Özersay, BM parametreleri çerçevesinde sarih bir mal ve nüfus yoğunluğu elde edilmesinde kriterlerin tek başına yeterli olmayacağına dikkati çekerek iade edilecek malların toplamına tavan sınırlaması getirilmesi gerektiğini söyledi.
Annan Planı'nda da benzer bir uygulamanın olduğunu hatırlatan Özersay, şöyle devam etti:
"Bu sınırlamayı koyarsanız ancak hem nüfus hem de özellikle taşınmaz mal mülkiyeti açısından sarih bir çoğunluğu elde etmeniz, onu garanti altına almanız mümkün olur. Öbür türlü çok farklı mal türleri ve kategorileri olduğu için ve her mal kategorisine farklı kriter uygulanacağı için günün sonunda bu işin nerede biteceğini tam öngöremeyebilirsiniz. O yüzden iade konusunda bir tavan uygulaması Kıbrıs Türk tarafının beklentisi olan ve BM'nin parametresine dönüşmüş olan iki kesimliliği güvence altına alacak olan yegane, en önemli enstrümanlardan, araçlardan birisidir."
“Olumlu hususlar var ama…”
İlk defa 2002'de Kurucu Cumhurbaşkanı Rauf Denktaş'ın müzakere heyetinde görev alan, 2010'da Cumhurbaşkanı Özel Temsilcisi, 2014'te ise Kıbrıs Türk tarafının müzakerecisi olarak 2015 seçimleri için cumhurbaşkanı adaylığını açıklayana kadar bu görevini sürdüren Doğu Akdeniz Üniversitesi öğretim üyesi Prof. Dr. Kudret Özersay, AA muhabirine Kıbrıs sorununun çözümü konusunda adada yürütülen müzakerelere ilişkin değerlendirmelerde bulundu.
Cumhurbaşkanı Mustafa Akıncı ile Rum Yönetimi Başkanı Nikos Anastasiadis arasında iyi diyaloğu ve güven artırıcı önlemler konusunda iki tarafın da sergilediği istekliliği mevcut müzakere sürecinin olumlu hususları olarak sıralayan Özersay, çözümün toplum tarafından anlaşılmasının ve benimsenmesinin sürecin iyi yönetilmesiyle yakından ilgili olduğunu belirtti.
“Makasın açılmaması gerekir…”
Beklentilerle gerçekler arasındaki farkın giderilmesinin sürecin iyi yönetilmesine katkıda bulunacağına işaret eden Özersay, müzakere sürecinin de çözüm kadar önemli olduğunu vurguladı.
"En az çözüm anlaşması, ortaya çıkacak çözüm belgesi, kazanılacak haklar ve menfaatler kadar çözüm sürecinin nasıl yürütüldüğü de önemlidir" diyen Özersay, gerçek ile beklenti ve algıların arasındaki makasın açılmaması gerektiğini söyledi.
“Güven tesisi bilgilendirmeden geçer”
Süreçle ilgili güven tesisinin olabildiğince çok bilgilendirmeden geçtiğini vurgulayan Özersay, düzenli ve doğru bilgilendirmenin Rum basınında çıkan spekülatif haberlerin de önünü keseceğini ifade etti.
"Müzakere sürecinde belli oranda bir gizlilik uygulanabilir ama topluma düzenli bilgi vermek lazım" diyen Özersay, süreçle ilgili verilecek bilginin toplumu ve piyasayı rahatlatacağına değindi.

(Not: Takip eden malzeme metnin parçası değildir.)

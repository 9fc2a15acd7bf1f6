use serde::{Deserialize, Serialize};

/// Inclusive working-hours window, in hours of the day (0..=23).
///
/// The window is the literal range `start..=end`. One whose `start` is after
/// its `end` is empty and matches no hour.
#[derive(Clone, Copy, Debug, PartialEq, Eq, Serialize, Deserialize)]
pub struct WorkingHours {
    pub start: u8,
    pub end: u8,
}

impl WorkingHours {
    /// Build a window, rejecting hours outside 0..=23.
    pub fn new(start: u8, end: u8) -> Option<Self> {
        if start > 23 || end > 23 {
            return None;
        }
        Some(Self { start, end })
    }

    /// Whether `hour` falls inside the window. Hours outside 0..=23 never do.
    pub fn contains(&self, hour: u8) -> bool {
        hour <= 23 && (self.start..=self.end).contains(&hour)
    }
}

impl Default for WorkingHours {
    fn default() -> Self {
        Self { start: 9, end: 17 }
    }
}

/// Per-user auto-send preferences.
#[derive(Clone, Debug, PartialEq, Serialize, Deserialize)]
pub struct UserSettings {
    pub auto_send_enabled: bool,
    /// Minimum supervisor confidence, inclusive.
    pub confidence_threshold: f64,
    /// `None` when the window is unknown; the time-window gate then relies on
    /// `allow_after_hours` alone.
    pub working_hours: Option<WorkingHours>,
    pub allow_after_hours: bool,
}

impl Default for UserSettings {
    fn default() -> Self {
        Self {
            auto_send_enabled: false,
            confidence_threshold: 0.85,
            working_hours: Some(WorkingHours::default()),
            allow_after_hours: false,
        }
    }
}

/// Per-channel kill switch.
#[derive(Clone, Debug, Default, PartialEq, Eq, Serialize, Deserialize)]
pub struct ChannelSettings {
    pub auto_send_enabled: bool,
}
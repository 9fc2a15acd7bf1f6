use std::borrow::Cow;
use std::collections::HashSet;
use std::fmt;

use autosend_types::DecisionContext;
use serde::{Deserialize, Serialize};
use tracing::debug;

use crate::error::GateError;
use crate::gates;
use crate::topics::{ForbiddenTopicScanner, TopicHit};

/// Stable identifier of a gate, as it appears in audit records.
#[derive(Clone, Debug, PartialEq, Eq, Hash, Serialize, Deserialize)]
#[serde(transparent)]
pub struct GateId(Cow<'static, str>);

impl GateId {
    pub const FEATURE_FLAG: GateId = GateId(Cow::Borrowed("G1_FEATURE_FLAG"));
    pub const CONFIDENCE: GateId = GateId(Cow::Borrowed("G2_CONFIDENCE"));
    pub const SUPERVISOR_SAFETY: GateId = GateId(Cow::Borrowed("G3_SUPERVISOR_SAFETY"));
    pub const FIRST_TOUCH: GateId = GateId(Cow::Borrowed("G4_FIRST_TOUCH"));
    pub const COMPLEXITY: GateId = GateId(Cow::Borrowed("G5_COMPLEXITY"));
    pub const FORBIDDEN_TOPICS: GateId = GateId(Cow::Borrowed("G6_FORBIDDEN_TOPICS"));
    pub const SCHEDULING_AMBIGUITY: GateId = GateId(Cow::Borrowed("G7_SCHEDULING_AMBIGUITY"));
    pub const NO_NEW_COMMITMENTS: GateId = GateId(Cow::Borrowed("G8_NO_NEW_COMMITMENTS"));
    pub const TIME_WINDOW: GateId = GateId(Cow::Borrowed("G9_TIME_WINDOW"));
    pub const ATTACHMENT_REQUEST: GateId = GateId(Cow::Borrowed("G10_ATTACHMENT_REQUEST"));

    /// Identifier for a gate defined outside this crate.
    pub fn custom(id: impl Into<String>) -> Self {
        GateId(Cow::Owned(id.into()))
    }

    pub fn as_str(&self) -> &str {
        &self.0
    }
}

impl fmt::Display for GateId {
    fn fmt(&self, f: &mut fmt::Formatter<'_>) -> fmt::Result {
        f.write_str(&self.0)
    }
}

/// Outcome of a single gate.
#[derive(Clone, Debug, PartialEq, Eq, Serialize, Deserialize)]
pub struct GateResult {
    pub id: GateId,
    pub passed: bool,
    pub detail: String,
}

/// What a gate predicate sees: the draft, the context, and the scanner hits
/// computed once for the draft.
#[derive(Clone, Copy, Debug)]
pub struct GateInput<'a> {
    pub draft: &'a str,
    pub context: &'a DecisionContext,
    pub topic_hits: &'a [TopicHit],
}

pub type GatePredicate = fn(&GateInput<'_>) -> bool;
pub type GateDetail = fn(&GateInput<'_>, bool) -> String;

/// A named pure predicate with a detail formatter.
#[derive(Clone)]
pub struct Gate {
    id: GateId,
    predicate: GatePredicate,
    detail: GateDetail,
}

impl Gate {
    pub const fn new(id: GateId, predicate: GatePredicate, detail: GateDetail) -> Self {
        Self {
            id,
            predicate,
            detail,
        }
    }

    pub fn id(&self) -> &GateId {
        &self.id
    }

    pub fn check(&self, input: &GateInput<'_>) -> GateResult {
        let passed = (self.predicate)(input);
        GateResult {
            id: self.id.clone(),
            passed,
            detail: (self.detail)(input, passed),
        }
    }
}

impl fmt::Debug for Gate {
    fn fmt(&self, f: &mut fmt::Formatter<'_>) -> fmt::Result {
        f.debug_struct("Gate").field("id", &self.id).finish()
    }
}

/// Per-gate diagnostics from one pipeline run, in pipeline order.
#[derive(Clone, Debug, PartialEq, Eq, Serialize, Deserialize)]
pub struct GateReport {
    pub results: Vec<GateResult>,
}

impl GateReport {
    pub fn all_passed(&self) -> bool {
        self.results.iter().all(|r| r.passed)
    }

    /// First failing gate, in pipeline order.
    pub fn first_failure(&self) -> Option<&GateResult> {
        self.results.iter().find(|r| !r.passed)
    }

    pub fn failed(&self) -> impl Iterator<Item = &GateResult> {
        self.results.iter().filter(|r| !r.passed)
    }

    pub fn get(&self, id: &GateId) -> Option<&GateResult> {
        self.results.iter().find(|r| &r.id == id)
    }
}

/// Ordered list of gates evaluated as a fold.
///
/// Every gate runs on every call, so the report is always a complete audit
/// trail. A pipeline is never empty and never holds two gates with one id.
#[derive(Clone, Debug)]
pub struct GatePipeline {
    gates: Vec<Gate>,
}

impl GatePipeline {
    /// Build a pipeline from an explicit ordered list.
    pub fn new(gates: Vec<Gate>) -> Result<Self, GateError> {
        if gates.is_empty() {
            return Err(GateError::EmptyPipeline);
        }
        let mut seen = HashSet::new();
        for gate in &gates {
            if !seen.insert(gate.id.clone()) {
                return Err(GateError::DuplicateGate(gate.id.to_string()));
            }
        }
        Ok(Self { gates })
    }

    /// The ten standard gates, G1 through G10.
    pub fn standard() -> Self {
        Self {
            gates: gates::standard_gates(),
        }
    }

    pub fn len(&self) -> usize {
        self.gates.len()
    }

    pub fn is_empty(&self) -> bool {
        self.gates.is_empty()
    }

    pub fn ids(&self) -> Vec<GateId> {
        self.gates.iter().map(|g| g.id.clone()).collect()
    }

    /// Run every gate against the draft and context.
    pub fn evaluate(
        &self,
        draft: &str,
        context: &DecisionContext,
        scanner: &ForbiddenTopicScanner,
    ) -> GateReport {
        let topic_hits = scanner.scan(draft);
        let input = GateInput {
            draft,
            context,
            topic_hits: &topic_hits,
        };

        let results = self
            .gates
            .iter()
            .fold(Vec::with_capacity(self.gates.len()), |mut acc, gate| {
                let result = gate.check(&input);
                debug!(gate = %result.id, passed = result.passed, "Gate evaluated");
                acc.push(result);
                acc
            });

        GateReport { results }
    }
}

impl Default for GatePipeline {
    fn default() -> Self {
        Self::standard()
    }
}

#[cfg(test)]
mod tests {
    use super::*;
    use autosend_types::{ChannelSettings, Contact, SupervisorVerdict, UserSettings};

    fn context() -> DecisionContext {
        DecisionContext::new(
            UserSettings {
                auto_send_enabled: true,
                ..UserSettings::default()
            },
            ChannelSettings {
                auto_send_enabled: true,
            },
            Contact::established(3),
            SupervisorVerdict::clean(0.95),
            10,
        )
    }

    fn always(_: &GateInput<'_>) -> bool {
        true
    }

    fn never(_: &GateInput<'_>) -> bool {
        false
    }

    fn describe(_: &GateInput<'_>, passed: bool) -> String {
        if passed {
            "ok".into()
        } else {
            "nope".into()
        }
    }

    #[test]
    fn empty_pipeline_rejected() {
        assert!(matches!(GatePipeline::new(vec![]), Err(GateError::EmptyPipeline)));
    }

    #[test]
    fn duplicate_ids_rejected() {
        let gates = vec![
            Gate::new(GateId::custom("X"), always, describe),
            Gate::new(GateId::custom("X"), never, describe),
        ];
        assert!(matches!(
            GatePipeline::new(gates),
            Err(GateError::DuplicateGate(id)) if id == "X"
        ));
    }

    #[test]
    fn custom_pipeline_evaluates_every_gate_in_order() {
        let pipeline = GatePipeline::new(vec![
            Gate::new(GateId::custom("A"), never, describe),
            Gate::new(GateId::custom("B"), always, describe),
            Gate::new(GateId::custom("C"), never, describe),
        ])
        .unwrap();

        let report = pipeline.evaluate("hi", &context(), &ForbiddenTopicScanner::empty());
        let ids: Vec<&str> = report.results.iter().map(|r| r.id.as_str()).collect();
        assert_eq!(ids, vec!["A", "B", "C"]);
        assert!(!report.all_passed());
        assert_eq!(report.first_failure().unwrap().id, GateId::custom("A"));
        assert_eq!(report.failed().count(), 2);
    }

    #[test]
    fn standard_pipeline_has_ten_gates() {
        let pipeline = GatePipeline::standard();
        assert_eq!(pipeline.len(), 10);
        assert_eq!(pipeline.ids()[0], GateId::FEATURE_FLAG);
        assert_eq!(pipeline.ids()[9], GateId::ATTACHMENT_REQUEST);
    }

    #[test]
    fn gate_id_serializes_as_plain_string() {
        let json = serde_json::to_string(&GateId::CONFIDENCE).unwrap();
        assert_eq!(json, "\"G2_CONFIDENCE\"");
        let back: GateId = serde_json::from_str(&json).unwrap();
        assert_eq!(back, GateId::CONFIDENCE);
    }
}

Özersay, bunun Rum tarafını rahatsız edecek, Rum tarafındaki algıyı provoke edecek açıklamalar yapılması anlamına gelmediğini kaydetti.

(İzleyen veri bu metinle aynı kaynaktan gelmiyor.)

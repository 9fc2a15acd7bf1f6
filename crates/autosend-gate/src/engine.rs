use std::sync::Arc;

use autosend_types::DecisionContext;
use chrono::{DateTime, Utc};
use serde::{Deserialize, Serialize};
use tracing::{debug, info, warn};

use crate::clock::{Clock, SystemClock};
use crate::error::GateError;
use crate::gate::GatePipeline;
use crate::hard_block::{HardBlock, HardBlockResult};
use crate::outcome::EvaluationOutcome;
use crate::ratelimit::{InMemoryRateLimitStore, RateLimitPolicy, RateLimitStore, RateLimiter};
use crate::topics::{ForbiddenTopicScanner, TopicPattern};

/// When an evaluation is charged against the user's send quota.
#[derive(Clone, Copy, Debug, Default, PartialEq, Eq, Serialize, Deserialize)]
#[serde(rename_all = "snake_case")]
pub enum QuotaPolicy {
    /// Every evaluation that reaches the limiter costs one unit, whether or
    /// not the gates pass. Blocked attempts can exhaust the quota.
    #[default]
    ConsumeOnAttempt,
    /// Only evaluations that clear the hard block and every gate cost a unit.
    ConsumeOnSuccess,
}

/// Final routing for a draft.
#[derive(Clone, Copy, Debug, PartialEq, Eq, Serialize, Deserialize)]
#[serde(rename_all = "snake_case")]
pub enum Disposition {
    AutoSend,
    RouteToHuman,
}

/// Everything the orchestrator and audit log need about one decision.
#[derive(Clone, Debug, PartialEq, Serialize, Deserialize)]
pub struct AutoSendDecision {
    pub decision_id: String,
    pub user_id: String,
    pub decided_at: DateTime<Utc>,
    pub hard_block: HardBlockResult,
    pub outcome: EvaluationOutcome,
    pub disposition: Disposition,
    /// Hard-block reason if blocked, otherwise the outcome's risk reason.
    pub reason: Option<String>,
}

impl AutoSendDecision {
    pub fn is_auto_send(&self) -> bool {
        self.disposition == Disposition::AutoSend
    }
}

/// The autonomous-send decision engine.
///
/// Combines the hard-block pre-check, the gate pipeline and the rate limiter
/// into one allow/deny decision. The engine holds no mutable state of its
/// own; the limiter's store is the only shared resource.
pub struct AutoSendEngine {
    pipeline: GatePipeline,
    scanner: ForbiddenTopicScanner,
    hard_block: HardBlock,
    limiter: RateLimiter,
    quota_policy: QuotaPolicy,
    clock: Arc<dyn Clock>,
}

impl AutoSendEngine {
    pub fn builder() -> AutoSendEngineBuilder {
        AutoSendEngineBuilder::default()
    }

    pub fn pipeline(&self) -> &GatePipeline {
        &self.pipeline
    }

    pub fn limiter(&self) -> &RateLimiter {
        &self.limiter
    }

    pub fn quota_policy(&self) -> QuotaPolicy {
        self.quota_policy
    }

    /// Hard-block pre-check for a contact.
    pub fn check_hard_block(&self, context: &DecisionContext) -> HardBlockResult {
        self.hard_block.check(&context.contact)
    }

    /// Run all gates and consult the rate limiter.
    ///
    /// Does not look at the hard block; see [`AutoSendEngine::decide`].
    pub fn evaluate(
        &self,
        user_id: &str,
        draft: &str,
        context: &DecisionContext,
    ) -> EvaluationOutcome {
        self.evaluate_with(user_id, draft, context, true)
    }

    fn evaluate_with(
        &self,
        user_id: &str,
        draft: &str,
        context: &DecisionContext,
        may_consume: bool,
    ) -> EvaluationOutcome {
        let report = self.pipeline.evaluate(draft, context, &self.scanner);

        let consume = may_consume
            && match self.quota_policy {
                QuotaPolicy::ConsumeOnAttempt => true,
                QuotaPolicy::ConsumeOnSuccess => report.all_passed(),
            };
        let rate_limit = self.limiter.acquire(user_id, consume);

        EvaluationOutcome::fold(report, rate_limit)
    }

    /// Full decision: hard block, then all gates, then the rate limiter.
    ///
    /// A hard block is dispositive. The gates still run so the audit trail is
    /// complete, but the limiter is only peeked and no quota is charged.
    pub fn decide(
        &self,
        user_id: &str,
        draft: &str,
        context: &DecisionContext,
    ) -> AutoSendDecision {
        let hard_block = self.check_hard_block(context);
        let outcome = self.evaluate_with(user_id, draft, context, !hard_block.blocked);

        let (disposition, reason) = match hard_block.reason {
            Some(block) => (Disposition::RouteToHuman, Some(block.as_str().to_string())),
            None if outcome.passed => (Disposition::AutoSend, None),
            None => (Disposition::RouteToHuman, outcome.risk_reason.clone()),
        };

        let decision = AutoSendDecision {
            decision_id: uuid::Uuid::new_v4().to_string(),
            user_id: user_id.to_string(),
            decided_at: self.clock.now(),
            hard_block,
            outcome,
            disposition,
            reason,
        };

        match decision.disposition {
            Disposition::AutoSend => info!(
                decision_id = %decision.decision_id,
                user = user_id,
                "Draft approved for autonomous send"
            ),
            Disposition::RouteToHuman => warn!(
                decision_id = %decision.decision_id,
                user = user_id,
                reason = decision.reason.as_deref().unwrap_or("unspecified"),
                "Draft routed to human review"
            ),
        }

        decision
    }
}

/// Builder for [`AutoSendEngine`]. Unset parts fall back to the standard
/// pipeline, default topic patterns, default hard-block floor, an in-memory
/// limiter and the system clock.
#[derive(Default)]
pub struct AutoSendEngineBuilder {
    pipeline: Option<GatePipeline>,
    topic_patterns: Option<Vec<TopicPattern>>,
    hard_block: Option<HardBlock>,
    rate_limit_policy: Option<RateLimitPolicy>,
    store: Option<Arc<dyn RateLimitStore>>,
    clock: Option<Arc<dyn Clock>>,
    quota_policy: QuotaPolicy,
}

impl AutoSendEngineBuilder {
    pub fn pipeline(mut self, pipeline: GatePipeline) -> Self {
        self.pipeline = Some(pipeline);
        self
    }

    pub fn topic_patterns(mut self, patterns: Vec<TopicPattern>) -> Self {
        self.topic_patterns = Some(patterns);
        self
    }

    pub fn hard_block(mut self, hard_block: HardBlock) -> Self {
        self.hard_block = Some(hard_block);
        self
    }

    pub fn rate_limit_policy(mut self, policy: RateLimitPolicy) -> Self {
        self.rate_limit_policy = Some(policy);
        self
    }

    pub fn store(mut self, store: Arc<dyn RateLimitStore>) -> Self {
        self.store = Some(store);
        self
    }

    pub fn clock(mut self, clock: Arc<dyn Clock>) -> Self {
        self.clock = Some(clock);
        self
    }

    pub fn quota_policy(mut self, policy: QuotaPolicy) -> Self {
        self.quota_policy = policy;
        self
    }

    pub fn build(self) -> Result<AutoSendEngine, GateError> {
        let scanner = match self.topic_patterns {
            Some(patterns) => ForbiddenTopicScanner::new(&patterns)?,
            None => ForbiddenTopicScanner::with_defaults()?,
        };
        let clock = self.clock.unwrap_or_else(|| Arc::new(SystemClock));
        let store = self
            .store
            .unwrap_or_else(|| Arc::new(InMemoryRateLimitStore::new()));
        let limiter = RateLimiter::new(
            store,
            self.rate_limit_policy.unwrap_or_default(),
            clock.clone(),
        );

        debug!(
            topics = scanner.len(),
            quota_policy = ?self.quota_policy,
            "Auto-send engine assembled"
        );

        Ok(AutoSendEngine {
            pipeline: self.pipeline.unwrap_or_default(),
            scanner,
            hard_block: self.hard_block.unwrap_or_default(),
            limiter,
            quota_policy: self.quota_policy,
            clock,
        })
    }
}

"Mayıs hedefi ulaşılabilir"
Özersay, Cumhurbaşkanı Akıncı tarafından dile getirilen Güney Kıbrıs’ta genel seçimlerin yapılacağı mayıs ayına kadar sürecin önemli bir noktaya getirilmesi hedefini "ulaşılabilir" bulduğunu dile getirdi.

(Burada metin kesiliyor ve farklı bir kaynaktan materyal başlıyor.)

use chrono::{DateTime, Utc};
use serde::{Deserialize, Serialize};
use tracing::{debug, info};

use crate::distance::edit_distance;
use crate::error::FeedbackError;

pub const DEFAULT_NEGLIGIBLE_BELOW: f64 = 0.05;
pub const DEFAULT_FULL_REWRITE_ABOVE: f64 = 0.80;

/// Ratio cut-offs for classifying a human edit.
#[derive(Clone, Copy, Debug, PartialEq, Serialize, Deserialize)]
pub struct DeltaThresholds {
    /// Ratios strictly below this are negligible.
    pub negligible_below: f64,
    /// Ratios strictly above this are full rewrites.
    pub full_rewrite_above: f64,
}

impl DeltaThresholds {
    pub fn new(negligible_below: f64, full_rewrite_above: f64) -> Result<Self, FeedbackError> {
        let in_range = |v: f64| v.is_finite() && (0.0..=1.0).contains(&v);
        if !in_range(negligible_below) || !in_range(full_rewrite_above) {
            return Err(FeedbackError::ThresholdOutOfRange {
                negligible_below,
                full_rewrite_above,
            });
        }
        if negligible_below > full_rewrite_above {
            return Err(FeedbackError::InvertedThresholds {
                negligible_below,
                full_rewrite_above,
            });
        }
        Ok(Self {
            negligible_below,
            full_rewrite_above,
        })
    }

    pub fn validate(&self) -> Result<(), FeedbackError> {
        Self::new(self.negligible_below, self.full_rewrite_above).map(|_| ())
    }
}

impl Default for DeltaThresholds {
    fn default() -> Self {
        Self {
            negligible_below: DEFAULT_NEGLIGIBLE_BELOW,
            full_rewrite_above: DEFAULT_FULL_REWRITE_ABOVE,
        }
    }
}

/// Magnitude of the human correction.
#[derive(Clone, Copy, Debug, PartialEq, Eq, Hash, Serialize, Deserialize)]
#[serde(rename_all = "snake_case")]
pub enum DeltaClassification {
    Negligible,
    Partial,
    FullRewrite,
}

/// What the learning pipeline should do with a delta.
#[derive(Clone, Copy, Debug, PartialEq, Eq, Serialize, Deserialize)]
#[serde(rename_all = "snake_case")]
pub enum FeedbackAction {
    None,
    /// Keep for analytics only.
    RecordAnalytics,
    /// Feed the final text back as an exemplar and refresh the tone profile.
    UpdateToneProfile,
}

impl DeltaClassification {
    pub fn action(&self) -> FeedbackAction {
        match self {
            DeltaClassification::Negligible => FeedbackAction::None,
            DeltaClassification::Partial => FeedbackAction::RecordAnalytics,
            DeltaClassification::FullRewrite => FeedbackAction::UpdateToneProfile,
        }
    }
}

#[derive(Clone, Copy, Debug, PartialEq, Serialize, Deserialize)]
pub struct DeltaResult {
    pub distance: usize,
    /// Length of the longer text, in characters.
    pub longer_len: usize,
    /// `distance / longer_len`, or 0 when both texts are empty.
    pub ratio: f64,
    pub classification: DeltaClassification,
}

/// Delta plus routing, as handed to the learning pipeline.
#[derive(Clone, Debug, PartialEq, Serialize, Deserialize)]
pub struct FeedbackSignal {
    pub user_id: String,
    pub delta: DeltaResult,
    pub action: FeedbackAction,
    pub observed_at: DateTime<Utc>,
}

/// Measures how far a human moved an AI draft before sending it.
#[derive(Clone, Copy, Debug, Default)]
pub struct DeltaAnalyzer {
    thresholds: DeltaThresholds,
}

impl DeltaAnalyzer {
    /// Fails on thresholds outside [0, 1] or with the negligible cut-off above
    /// the rewrite cut-off.
    pub fn new(thresholds: DeltaThresholds) -> Result<Self, FeedbackError> {
        thresholds.validate()?;
        Ok(Self { thresholds })
    }

    pub fn thresholds(&self) -> &DeltaThresholds {
        &self.thresholds
    }

    pub fn classify(&self, ratio: f64) -> DeltaClassification {
        if ratio < self.thresholds.negligible_below {
            DeltaClassification::Negligible
        } else if ratio > self.thresholds.full_rewrite_above {
            DeltaClassification::FullRewrite
        } else {
            DeltaClassification::Partial
        }
    }

    pub fn analyze(&self, ai_draft: &str, human_final: &str) -> DeltaResult {
        let distance = edit_distance(ai_draft, human_final);
        let longer_len = ai_draft.chars().count().max(human_final.chars().count());
        let ratio = if longer_len == 0 {
            0.0
        } else {
            distance as f64 / longer_len as f64
        };
        let classification = self.classify(ratio);

        debug!(distance, longer_len, ratio, ?classification, "Draft delta computed");

        DeltaResult {
            distance,
            longer_len,
            ratio,
            classification,
        }
    }

    /// Analyze and package the result for the learning pipeline.
    pub fn signal(&self, user_id: &str, ai_draft: &str, human_final: &str) -> FeedbackSignal {
        let delta = self.analyze(ai_draft, human_final);
        let action = delta.classification.action();
        if action == FeedbackAction::UpdateToneProfile {
            info!(
                user = user_id,
                ratio = delta.ratio,
                "Full rewrite detected; flagging for tone-profile update"
            );
        }

        FeedbackSignal {
            user_id: user_id.to_string(),
            delta,
            action,
            observed_at: Utc::now(),
        }
    }
}

/// Analyze with the default thresholds.
pub fn analyze(ai_draft: &str, human_final: &str) -> DeltaResult {
    DeltaAnalyzer::default().analyze(ai_draft, human_final)
}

"Mayıstaki seçimin bir referans noktası olarak gösterilmesi Sayın Cumhurbaşkanımız tarafından bence doğru bir yaklaşımdır" diyen Özersay, ancak seçim çalışmalarının çok daha erken başlayacağına, aralık ayından itibaren parti politikalarında ve siyasi söylemlerde seçimin etkilerinin görüleceğine işaret etti.
"Sorunlarımızın çözümünü ertelemeyelim"
Kıbrıs sorunun iki kesimlilik temelinde çözüleceğini söyleyen Özersay, Kuzey Kıbrıs'ın halihazırdaki sorunlarını çözmek için Kıbrıs sorunun ortadan kalkmasının beklenmemesi gerektiğini belirtti.
"'Türkiye ile aramızdaki ilişkide bazı konularda kararı veren biz değiliz dolayısıyla sadece bizim elimizde değil' diyerek bir anlamda sorumluluğu Türkiye'ye yükleyen bir yaklaşım bence bahane" ifadesini kullanan Özersay, "Dünyanın parçası değiliz. Tanınmıyoruz. Dolayısıyla yapamayız" yaklaşımının da geçerli bir mazeret olmadığını kaydetti. Özersay, ihtiyaç duyulan şeyin "yapabiliriz" mesajı vermek ve yapmak olduğunu vurguladı.
Özersay, "Kıbrıs'ta çözümle birlikte sorunlarımız ortadan kalkmayacak ama Kıbrıs Türk halkının uluslararası hukukun bir parçası haline gelmesi, her ne kadar uluslararası toplum şu anda insani açıdan pek çok konuda, özellikle de mülteciler konusunda, insan hakları, insancıl hukuk bağlamında çuvallıyorsa da dünya değerlerinin ve dünya hukukunun bir parçası olması Kıbrıs Türkünün yararına olan bir şeydir ve ben bunu samimiyetimle destekliyorum" dedi.
Londra’da iki seminer verecek
Öte yandan Kudret Özersay, Londra’da, Kıbrıs müzakereleri konusunda iki seminer verecek.
2012’de kurulan ve gönüllüler tarafından yürütülen bir lobi grubu olan, İngiltere’deki Kıbrıs Türk Diasporası ve ilgili diğer taraflarla Kıbrıs sorununu konuşmak ve bu konu hakkındaki görüşleri paylaşmak için çaba gösteren Britanyalı Kıbrıslı Türkler Derneği’nin organizasyonunda düzenlenen seminerler, 11 ve 12 Eylül’de gerçekleşecek.
Britanyalı Kıbrıslı Türkler Derneği’nden yapılan açıklamaya göre, Eski müzakereci Kudret Özersay, biri Türkçe diğeri İngilizce dilinde vereceği iki seminerde, şu anki görüşmeler etrafında oluşan spekülasyonlar ve oluşacak muhtemel uzlaşmanın içeriğine değinecek.